MySQL 5.6 improves developer agility with subquery optimizations, online Data Definition Language (DDL) operations, NoSQL access to InnoDB, new instrumentation in Performance Schema and better condition handling.
Highlights of MySQL 5.6 include:
Better Query Execution Times and Diagnostics provided through an enhanced MySQL Optimizer diagnostics Subquery Optimizations
Simplify query development by optimizing subqueries prior to execution. New efficiencies in how result sets are selected, sorted and returned deliver substantial improvement in query execution times. The Addition of Index Condition Pushdown (ICP) and Batch Key Access (BKA): can improve selected query throughput by up to 280x.
Enhanced Optimizer Diagnostics: with EXPLAIN for INSERT, UPDATE, and DELETE operations. EXPLAIN plan output in JSON format delivers more precise optimizer metrics and better readability, and Optimizer Traces enables to track the optimizer decision-making process.
Greater Performance Throughput and Application Availability with an improved InnoDB storage engine
Up to 230 Percent Improvement in Transactional and Read Only Throughput: InnoDB has been re-factored to minimize legacy threading, flushing, and purge mutex contentions and bottlenecks, enabling better concurrency on heavily loaded OLTP systems, and resulting in significantly improved throughput for both transactional and read only workloads.
Online DDL operations enable DBAs to add indexes and perform table alterations while the application remains available for updates.
Full-Text Search with InnoDB allows developers to build FULLTEXT indexes on InnoDB tables to represent text-based content and speed up application searches for words and phrases.
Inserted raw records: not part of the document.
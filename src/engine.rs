//! Backtest engine: the main loop.
//!
//! Pulls events off the time-sorted queue, advances the simulated
//! clock, runs the funding/liquidation checks, dispatches to the
//! matching engine and the strategy, samples equity, and finally
//! computes the result record. Phase ordering per event is fixed:
//! funding check, liquidation check, dispatch, equity sampling — with
//! a deterministic sorted close-out at the end of the run.

use crate::account::{Account, AccountSnapshot};
use crate::config::Config;
use crate::error::BacktestError;
use crate::event::{Event, EventKind, EventQueue};
use crate::matching::{Fill, MatchParams, MatchingEngine};
use crate::order::{Order, OrderId, OrderRequest};
use crate::position::Position;
use crate::stats::{self, BacktestResult, EquitySample, ResultInputs};
use crate::strategy::Strategy;
use crate::types::{PositionSide, Side, Symbol};
use chrono::{DateTime, Duration, Utc};
use std::collections::HashMap;

/// Columnar trade row, per the external event-input schema.
#[derive(Debug, Clone, Copy)]
pub struct TradeRow {
    pub timestamp_ms: i64,
    pub price: f64,
    pub amount: f64,
    pub side: Side,
}

/// Columnar depth-snapshot row.
#[derive(Debug, Clone)]
pub struct DepthRow {
    pub timestamp_ms: i64,
    pub bids: Vec<(f64, f64)>,
    pub asks: Vec<(f64, f64)>,
}

/// Columnar funding-rate row.
#[derive(Debug, Clone, Copy)]
pub struct FundingRow {
    pub timestamp_ms: i64,
    pub rate: f64,
}

/// Columnar candle row.
#[derive(Debug, Clone, Copy)]
pub struct CandleRow {
    pub timestamp_ms: i64,
    pub open: f64,
    pub high: f64,
    pub low: f64,
    pub close: f64,
    pub volume: f64,
}

fn from_ms(ms: i64) -> DateTime<Utc> {
    DateTime::<Utc>::from_timestamp_millis(ms).unwrap_or_else(Utc::now)
}

/// The capability surface a strategy hook is given: submit/cancel
/// orders, close positions, and read account/position/book state, all
/// at the engine's current simulated clock.
///
/// Borrows the engine's live state for the duration of one hook call.
/// Order submissions made through this handle settle immediately
/// against [`MatchingEngine`] and return their (order, fills) directly
/// to the caller for convenience, but the same pair is also queued
/// (`pending`) rather than dispatched to `on_order_fill`/
/// `on_order_update` right away — the strategy trait object is already
/// mutably borrowed running the hook that holds this context, so a
/// second call back into it is not expressible without interior
/// mutability the single-threaded model has no need for. The engine's
/// run loop drains the queue and dispatches those notifications
/// immediately after the hook call returns and the borrow ends, so
/// every admitted order still reaches `on_order_update` (and every
/// fill still reaches `on_order_fill`) exactly once, just after rather
/// than during the submitting hook. Fills and order-update
/// notifications for book-driven cascades (resting limits re-matched
/// by a depth update) go through the identical dispatch path.
pub struct EngineContext<'a> {
    matching: &'a mut MatchingEngine,
    account: &'a mut Account,
    config: &'a Config,
    clock: DateTime<Utc>,
    /// Orders (and fills) admitted through this context since it was
    /// created; drained by `take_pending`.
    pending: Vec<(Order, Vec<Fill>)>,
}

impl<'a> EngineContext<'a> {
    pub fn clock(&self) -> DateTime<Utc> {
        self.clock
    }

    /// Drains the notifications queued by this context's submissions
    /// since it was created. The caller dispatches them once the
    /// borrow on the engine's state this context holds has ended.
    fn take_pending(&mut self) -> Vec<(Order, Vec<Fill>)> {
        std::mem::take(&mut self.pending)
    }

    fn match_params(&self) -> MatchParams {
        MatchParams {
            leverage: self.config.leverage,
            maintenance_margin_rate: self.config.maintenance_margin_rate,
            maker_fee: self.config.maker_fee,
            taker_fee: self.config.taker_fee,
            fixed_slippage: self.config.fixed_slippage,
            use_fixed_slippage: matches!(self.config.slippage_model, crate::config::SlippageModel::Fixed),
        }
    }

    /// Submits any order request; the general entry point the
    /// market/limit convenience methods below are built on. The
    /// returned order/fills are also queued for `on_order_fill`/
    /// `on_order_update` dispatch once the current hook returns.
    pub fn submit(&mut self, req: OrderRequest) -> (Order, Vec<Fill>) {
        let params = self.match_params();
        let (order, fills) = self.matching.submit_order(self.account, req, self.clock, params);
        self.pending.push((order.clone(), fills.clone()));
        (order, fills)
    }

    pub fn market_buy(&mut self, symbol: impl Into<Symbol>, amount: f64) -> (Order, Vec<Fill>) {
        self.submit(OrderRequest::market(symbol, Side::Buy, amount))
    }

    pub fn market_sell(&mut self, symbol: impl Into<Symbol>, amount: f64) -> (Order, Vec<Fill>) {
        self.submit(OrderRequest::market(symbol, Side::Sell, amount))
    }

    pub fn limit_buy(&mut self, symbol: impl Into<Symbol>, amount: f64, price: f64) -> (Order, Vec<Fill>) {
        self.submit(OrderRequest::limit(symbol, Side::Buy, amount, price))
    }

    pub fn limit_sell(&mut self, symbol: impl Into<Symbol>, amount: f64, price: f64) -> (Order, Vec<Fill>) {
        self.submit(OrderRequest::limit(symbol, Side::Sell, amount, price))
    }

    pub fn cancel_order(&mut self, id: OrderId) -> Option<Order> {
        let order = self.matching.cancel_order(id, self.clock)?;
        self.pending.push((order.clone(), Vec::new()));
        Some(order)
    }

    pub fn cancel_all(&mut self, symbol: Option<&Symbol>) -> Vec<Order> {
        let orders = self.matching.cancel_all(symbol, self.clock);
        self.pending.extend(orders.iter().cloned().map(|o| (o, Vec::new())));
        orders
    }

    /// Emits a reduce-only market order sized to fully close the
    /// current position, if any. No-op (returns `None`) when flat.
    pub fn close_position(&mut self, symbol: &Symbol) -> Option<(Order, Vec<Fill>)> {
        let position = self.account.get_position(symbol)?;
        if position.is_flat() {
            return None;
        }
        let side = match position.side {
            PositionSide::Long => Side::Sell,
            PositionSide::Short => Side::Buy,
            PositionSide::None => return None,
        };
        let amount = position.size;
        Some(self.submit(OrderRequest::market(symbol.clone(), side, amount).reduce_only()))
    }

    pub fn close_all_positions(&mut self) -> Vec<(Order, Vec<Fill>)> {
        let symbols: Vec<Symbol> = self.account.symbols_in_order().to_vec();
        symbols.iter().filter_map(|s| self.close_position(s)).collect()
    }

    pub fn account_snapshot(&self) -> AccountSnapshot {
        self.account.snapshot()
    }

    pub fn position(&self, symbol: &Symbol) -> Option<Position> {
        self.account.get_position(symbol).cloned()
    }

    pub fn top_of_book(&self, symbol: &Symbol) -> (f64, f64) {
        self.matching.top_of_book(symbol)
    }

    pub fn active_orders(&self, symbol: Option<&Symbol>) -> Vec<Order> {
        self.matching.active_orders(symbol).into_iter().cloned().collect()
    }
}

pub struct BacktestEngine {
    config: Config,
    matching: MatchingEngine,
    account: Account,
    events: EventQueue,
    strategy: Option<Box<dyn Strategy>>,
    funding_cache: HashMap<Symbol, f64>,
    equity_curve: Vec<EquitySample>,
    trade_ledger: Vec<Fill>,
    clock: DateTime<Utc>,
    last_funding_time: Option<DateTime<Utc>>,
    last_equity_time: Option<DateTime<Utc>>,
    events_processed: u64,
}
Flexible NoSQL access to InnoDB provides simple, key-value lookup of InnoDB data via the familiar Memcached API. Users get the “best of both worlds,” combining key-value operations and complex SQL queries in the same database.
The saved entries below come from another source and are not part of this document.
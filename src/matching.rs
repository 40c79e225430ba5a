//! Matching engine: owns every symbol's order book and the active-
//! order set, validates and admits orders, matches them against depth,
//! and settles fills into the account.
//!
//! Rust mapping of the "callback slot" state: rather than storing
//! `FnMut` callback slots that would alias the backtest engine calling
//! into them, `submit_order`/`cancel_order`/`cancel_all`/`update_book`
//! return the orders and fills they produced; `BacktestEngine` (the
//! sole owner of both this engine and the strategy) dispatches them to
//! the strategy hooks. Same observable dispatch, no self-referential
//! callback graph.

use crate::account::Account;
use crate::error::RejectReason;
use crate::order::{Order, OrderKind, OrderRequest, OrderState};
use crate::orderbook::OrderBook;
use crate::pool::ObjectPool;
use crate::position::PositionParams;
use crate::types::{Side, Symbol};
use chrono::{DateTime, Utc};
use serde::{Deserialize, Serialize};
use std::collections::HashMap;

#[derive(Debug, Clone, Serialize, Deserialize)]
pub struct Fill {
    pub order_id: crate::order::OrderId,
    pub symbol: Symbol,
    pub side: Side,
    pub price: f64,
    pub amount: f64,
    pub fee: f64,
    pub realized_pnl: f64,
    pub slippage: f64,
    pub timestamp: DateTime<Utc>,
}

/// Fee/margin/slippage parameters a submission or fill needs, carried
/// in from the active `Config` by the backtest engine. Avoids coupling
/// this module to `Config` directly.
#[derive(Debug, Clone, Copy)]
pub struct MatchParams {
    pub leverage: f64,
    pub maintenance_margin_rate: f64,
    pub maker_fee: f64,
    pub taker_fee: f64,
    pub fixed_slippage: f64,
    pub use_fixed_slippage: bool,
}

pub struct MatchingEngine {
    books: HashMap<Symbol, OrderBook>,
    pool: ObjectPool<Order>,
    order_index: HashMap<crate::order::OrderId, usize>,
    active_ids: Vec<crate::order::OrderId>,
    next_id: crate::order::OrderId,
    orders_submitted: u64,
    orders_filled: u64,
}

impl MatchingEngine {
    pub fn new() -> Self {
        Self::with_capacity(0)
    }

    /// `capacity` pre-sizes the order pool's backing slab, per the
    /// `pre_allocate_orders` config knob — avoids slab reallocation
    /// churn on long backtests with a known order-count ballpark.
    pub fn with_capacity(capacity: usize) -> Self {
        Self {
            books: HashMap::new(),
            pool: ObjectPool::with_capacity(capacity),
            order_index: HashMap::with_capacity(capacity),
            active_ids: Vec::new(),
            next_id: 1,
            orders_submitted: 0,
            orders_filled: 0,
        }
    }

    pub fn orders_submitted(&self) -> u64 {
        self.orders_submitted
    }

    pub fn orders_filled(&self) -> u64 {
        self.orders_filled
    }

    fn book_mut(&mut self, symbol: &Symbol) -> &mut OrderBook {
        self.books.entry(symbol.clone()).or_insert_with(OrderBook::new)
    }

    /// Dispatches a marketable fill to the configured slippage model.
    /// A free function (not `&self`) so it can be called while a
    /// `&OrderBook` borrowed out of `self.books` is still live.
    fn exec_fill(book: &OrderBook, side: Side, amount: f64, params: &MatchParams) -> crate::orderbook::FillResult {
        if params.use_fixed_slippage {
            book.simulate_market_fixed(side, amount, params.fixed_slippage)
        } else {
            book.simulate_market(side, amount)
        }
    }

    pub fn book(&self, symbol: &Symbol) -> Option<&OrderBook> {
        self.books.get(symbol)
    }

    pub fn top_of_book(&self, symbol: &Symbol) -> (f64, f64) {
        self.books.get(symbol).map(|b| (b.best_bid(), b.best_ask())).unwrap_or((0.0, 0.0))
    }

    pub fn get_order(&self, id: crate::order::OrderId) -> Option<&Order> {
        self.order_index.get(&id).map(|&idx| self.pool.get(idx))
    }

    pub fn active_orders(&self, symbol: Option<&Symbol>) -> Vec<&Order> {
        self.active_ids
            .iter()
            .filter_map(|id| self.order_index.get(id).map(|&idx| self.pool.get(idx)))
            .filter(|o| symbol.map(|s| &o.symbol == s).unwrap_or(true))
            .collect()
    }


    /// Validates, admits, and (if marketable) immediately executes an
    /// order. Returns the terminal/resting order plus any fills it
    /// generated at submission. A rejected order is never inserted
    /// into the active set.
    pub fn submit_order(
        &mut self,
        account: &mut Account,
        req: OrderRequest,
        t: DateTime<Utc>,
        params: MatchParams,
    ) -> (Order, Vec<Fill>) {
        self.orders_submitted += 1;
        let id = self.next_id;
        self.next_id += 1;

        let idx = self.pool.acquire();
        let order_slot = self.pool.get_mut(idx);
        order_slot.init(id, &req, t);

        let mut amount = req.amount;

        if amount <= 0.0 {
            let order = self.pool.get_mut(idx);
            order.reject(RejectReason::InvalidAmount, t);
            let snapshot = order.clone();
            self.pool.release(idx);
            return (snapshot, Vec::new());
        }

        if matches!(req.kind, OrderKind::Limit) {
            let valid_price = req.limit_price.map(|p| p > 0.0).unwrap_or(false);
            if !valid_price {
                let order = self.pool.get_mut(idx);
                order.reject(RejectReason::InvalidPrice, t);
                let snapshot = order.clone();
                self.pool.release(idx);
                return (snapshot, Vec::new());
            }
        }

        if req.reduce_only {
            let position = account.get_or_create_position(&req.symbol);
            if position.is_flat() {
                let order = self.pool.get_mut(idx);
                order.reject(RejectReason::ReduceOnlyWithoutPosition, t);
                let snapshot = order.clone();
                self.pool.release(idx);
                return (snapshot, Vec::new());
            }
            let position_side = crate::types::PositionSide::from_side(req.side);
            if position.side == position_side {
                let order = self.pool.get_mut(idx);
                order.reject(RejectReason::ReduceOnlySameSide, t);
                let snapshot = order.clone();
                self.pool.release(idx);
                return (snapshot, Vec::new());
            }
            if amount > position.size {
                amount = position.size;
                self.pool.get_mut(idx).amount = amount;
                self.pool.get_mut(idx).remaining = amount;
            }
        } else {
            let book = self.book_mut(&req.symbol);
            let estimated_price = match req.kind {
                OrderKind::Market => match req.side {
                    Side::Buy => book.best_ask(),
                    Side::Sell => book.best_bid(),
                },
                OrderKind::Limit => req.limit_price.unwrap_or(0.0),
            };
            let required = amount * estimated_price / params.leverage;
            if !account.has_enough_margin(required) {
                let order = self.pool.get_mut(idx);
                order.reject(RejectReason::InsufficientMargin, t);
                let snapshot = order.clone();
                self.pool.release(idx);
                return (snapshot, Vec::new());
            }
        }

        if req.post_only {
            let book = self.book_mut(&req.symbol);
            let price = req.limit_price.unwrap_or(0.0);
            let would_cross = match req.side {
                Side::Buy => {
                    let ask = book.best_ask();
                    ask > 0.0 && price >= ask
                }
                Side::Sell => {
                    let bid = book.best_bid();
                    bid > 0.0 && price <= bid
                }
            };
            if would_cross {
                let order = self.pool.get_mut(idx);
                order.reject(RejectReason::PostOnlyWouldCross, t);
                let snapshot = order.clone();
                self.pool.release(idx);
                return (snapshot, Vec::new());
            }
        }

        let mut fills = Vec::new();
        let book = self.books.entry(req.symbol.clone()).or_insert_with(OrderBook::new);
        let exec = match req.kind {
            OrderKind::Market => Self::exec_fill(book, req.side, amount, &params),
            OrderKind::Limit => book.check_limit(req.side, req.limit_price.unwrap_or(0.0), amount),
        };

        match req.kind {
            OrderKind::Market => {
                if exec.success {
                    let fee = amount * exec.avg_price * params.taker_fee;
                    let fill = self.settle_fill(account, idx, amount, exec.avg_price, fee, exec.slippage, t, params);
                    fills.push(fill);
                } else {
                    let reason = match exec.reason {
                        Some(crate::error::UnfilledReason::EmptyBook) => RejectReason::EmptyBook,
                        _ => RejectReason::InsufficientLiquidity,
                    };
                    let order = self.pool.get_mut(idx);
                    order.reject(reason, t);
                    let snapshot = order.clone();
                    self.pool.release(idx);
                    return (snapshot, Vec::new());
                }
            }
            OrderKind::Limit => {
                if exec.filled > 0.0 {
                    let fee = exec.filled * exec.avg_price * params.taker_fee;
                    let fill = self.settle_fill(account, idx, exec.filled, exec.avg_price, fee, exec.slippage, t, params);
                    fills.push(fill);
                }
                let remaining = self.pool.get(idx).remaining;
                if remaining > 1e-9 {
                    self.pool.get_mut(idx).status = OrderState::Open;
                    self.order_index.insert(id, idx);
                    self.active_ids.push(id);
                    let snapshot = self.pool.get(idx).clone();
                    return (snapshot, fills);
                }
            }
        }

        self.orders_filled += 1;
        let snapshot = self.pool.get(idx).clone();
        self.pool.release(idx);
        (snapshot, fills)
    }

    fn settle_fill(
        &mut self,
        account: &mut Account,
        idx: usize,
        fill_qty: f64,
        fill_price: f64,
        fee: f64,
        slippage: f64,
        t: DateTime<Utc>,
        params: MatchParams,
    ) -> Fill {
        let (order_id, symbol, side) = {
            let order = self.pool.get_mut(idx);
            order.apply_fill(fill_qty, fill_price, fee, t);
            (order.id, order.symbol.clone(), order.side)
        };

        let realized = {
            let position = account.get_or_create_position(&symbol);
            let realized = position.update(
                side,
                fill_qty,
                fill_price,
                PositionParams { leverage: params.leverage, maintenance_margin_rate: params.maintenance_margin_rate },
            );
            position.trading_fee += fee;
            realized
        };
        account.deduct_fee(fee);
        if realized != 0.0 {
            account.add_realized(realized);
        }
        account.refresh();

        tracing::info!(order_id, symbol = %symbol, side = ?side, price = fill_price, amount = fill_qty, fee, "fill processed");

        Fill { order_id, symbol, side, price: fill_price, amount: fill_qty, fee, realized_pnl: realized, slippage, timestamp: t }
    }

    pub fn cancel_order(&mut self, id: crate::order::OrderId, t: DateTime<Utc>) -> Option<Order> {
        let idx = *self.order_index.get(&id)?;
        self.active_ids.retain(|&x| x != id);
        self.order_index.remove(&id);
        let order = self.pool.get_mut(idx);
        order.status = OrderState::Canceled;
        order.updated_at = t;
        let snapshot = order.clone();
        self.pool.release(idx);
        Some(snapshot)
    }

    pub fn cancel_all(&mut self, symbol: Option<&Symbol>, t: DateTime<Utc>) -> Vec<Order> {
        let ids: Vec<_> = self
            .active_ids
            .iter()
            .copied()
            .filter(|id| {
                self.order_index
                    .get(id)
                    .map(|&idx| symbol.map(|s| &self.pool.get(idx).symbol == s).unwrap_or(true))
                    .unwrap_or(false)
            })
            .collect();
        ids.into_iter().filter_map(|id| self.cancel_order(id, t)).collect()
    }

    /// Replaces the ladder for `symbol`, then re-matches every active
    /// order resting on that symbol against the new depth. Returns,
    /// per touched order, the fills it produced at this update — the
    /// caller dispatches both fill and order-update notifications from
    /// that list plus `get_order` for the post-update snapshot.
    pub fn update_book(
        &mut self,
        account: &mut Account,
        symbol: &Symbol,
        bids: Vec<(f64, f64)>,
        asks: Vec<(f64, f64)>,
        t: DateTime<Utc>,
        params: MatchParams,
    ) -> Vec<(Order, Vec<Fill>)> {
        self.book_mut(symbol).update(bids, asks, t);

        let candidate_ids: Vec<_> = self
            .active_ids
            .iter()
            .copied()
            .filter(|id| self.order_index.get(id).map(|&idx| &self.pool.get(idx).symbol == symbol).unwrap_or(false))
            .collect();

        let mut touched = Vec::new();
        for id in candidate_ids {
            let idx = match self.order_index.get(&id) {
                Some(&idx) => idx,
                None => continue,
            };
            let (side, price, remaining) = {
                let order = self.pool.get(idx);
                (order.side, order.limit_price.unwrap_or(0.0), order.remaining)
            };
            let exec = self.book_mut(symbol).check_limit(side, price, remaining);
            if exec.filled <= 0.0 {
                continue;
            }
            let fee = exec.filled * exec.avg_price * params.maker_fee;
            let fill = self.settle_fill(account, idx, exec.filled, exec.avg_price, fee, exec.slippage, t, params);
            let order_snapshot = self.pool.get(idx).clone();
            touched.push((order_snapshot.clone(), vec![fill]));

            let is_complete = order_snapshot.status == OrderState::Filled;
            if is_complete {
                self.active_ids.retain(|&x| x != id);
                self.order_index.remove(&id);
                self.orders_filled += 1;
                self.pool.release(idx);
            }
        }
        touched
    }

    pub fn update_last(&mut self, account: &mut Account, symbol: &Symbol, price: f64, t: DateTime<Utc>) {
        self.book_mut(symbol).update_last(price, t);
        let position = account.get_or_create_position(symbol);
        if !position.is_flat() {
            position.update_mark(price);
        }
        account.refresh();
    }
}

impl Default for MatchingEngine {
    fn default() -> Self {
        Self::new()
    }
}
Improved Scale-Out and High Availability
With new features in MySQL replication including Self-Healing Replication Clusters. The addition of Global Transaction Identifiers and Utilities make it simple to automatically detect and recover from failures.
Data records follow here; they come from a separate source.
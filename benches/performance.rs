//! Matching engine performance benchmarks.
//!
//! Run with: `cargo bench`
//! View results: `open target/criterion/report/index.html`

use chrono::Utc;
use criterion::{black_box, criterion_group, criterion_main, Criterion};
use perp_backtest_core::{Account, MatchParams, MatchingEngine, OrderRequest, Side, Symbol};

fn params() -> MatchParams {
    MatchParams {
        leverage: 10.0,
        maintenance_margin_rate: 0.004,
        maker_fee: 0.0002,
        taker_fee: 0.0005,
        fixed_slippage: 0.0001,
        use_fixed_slippage: false,
    }
}

fn deep_book() -> (Vec<(f64, f64)>, Vec<(f64, f64)>) {
    let bids = (0..50).map(|i| (100.0 - i as f64 * 0.1, 5.0)).collect();
    let asks = (0..50).map(|i| (100.1 + i as f64 * 0.1, 5.0)).collect();
    (bids, asks)
}

fn benchmark_market_order_submission(c: &mut Criterion) {
    c.bench_function("market_order_against_deep_book", |b| {
        b.iter(|| {
            let mut matching = MatchingEngine::new();
            let mut account = Account::new(1_000_000.0, 0.006);
            let symbol = Symbol::new("BTCUSDT");
            let (bids, asks) = deep_book();
            matching.update_book(&mut account, &symbol, bids, asks, Utc::now(), params());

            let req = OrderRequest::market(symbol, Side::Buy, black_box(0.01));
            let (order, _fills) = matching.submit_order(&mut account, req, Utc::now(), params());
            black_box(order);
        });
    });
}

fn benchmark_repeated_fills(c: &mut Criterion) {
    c.bench_function("1000_sequential_market_fills", |b| {
        b.iter(|| {
            let mut matching = MatchingEngine::new();
            let mut account = Account::new(1_000_000.0, 0.006);
            let symbol = Symbol::new("BTCUSDT");
            let (bids, asks) = deep_book();
            matching.update_book(&mut account, &symbol, bids, asks, Utc::now(), params());

            for i in 0..1000 {
                let side = if i % 2 == 0 { Side::Buy } else { Side::Sell };
                let req = OrderRequest::market(symbol.clone(), side, 0.001);
                let (order, _fills) = matching.submit_order(&mut account, req, Utc::now(), params());
                black_box(order);
            }
        });
    });
}

fn benchmark_depth_update_rematch(c: &mut Criterion) {
    c.bench_function("depth_update_rematches_100_resting_limits", |b| {
        b.iter(|| {
            let mut matching = MatchingEngine::new();
            let mut account = Account::new(1_000_000.0, 0.006);
            let symbol = Symbol::new("BTCUSDT");
            let (bids, asks) = deep_book();
            matching.update_book(&mut account, &symbol, bids.clone(), asks.clone(), Utc::now(), params());

            // Rests below the current best ask so none of these fill at submission time.
            for _ in 0..100 {
                let req = OrderRequest::limit(symbol.clone(), Side::Buy, 0.01, 99.9);
                matching.submit_order(&mut account, req, Utc::now(), params());
            }

            // Shifts the ladder down far enough to cross every resting order at once.
            let (crossed_bids, crossed_asks): (Vec<_>, Vec<_>) = bids
                .into_iter()
                .zip(asks.into_iter())
                .map(|((bp, bq), (ap, aq))| ((bp - 5.0, bq), (ap - 5.0, aq)))
                .unzip();
            let touched = matching.update_book(&mut account, &symbol, crossed_bids, crossed_asks, Utc::now(), params());
            black_box(touched);
        });
    });
}

criterion_group!(
    benches,
    benchmark_market_order_submission,
    benchmark_repeated_fills,
    benchmark_depth_update_rematch
);
criterion_main!(benches);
Crash-Safe Replication enables the binary log and slaves to automatically recover correct positions in the replication stream in case of a crash, and resume replication without administrator intervention. Checksums maintain data integrity across the cluster by automatically detecting and alerting on errors.
Up to 5 times faster replication through Multi-Threaded Slaves, Binlog Group Commit and Optimized Row-Based Replication enable users to maximize the performance and efficiency of replication as they scale-out their workloads across commodity systems. Time-delayed Replication provides protection against operational errors made on the master, for example accidentally dropping tables.
Enhanced PERFORMANCE_SCHEMA
New instrumentation enables users to better monitor most resource intensive queries, objects, users and applications. New summaries with aggregated statistics grouped by query, thread, user, host and object are also available. The enhancements allow for easier default configuration with less than five percent overhead.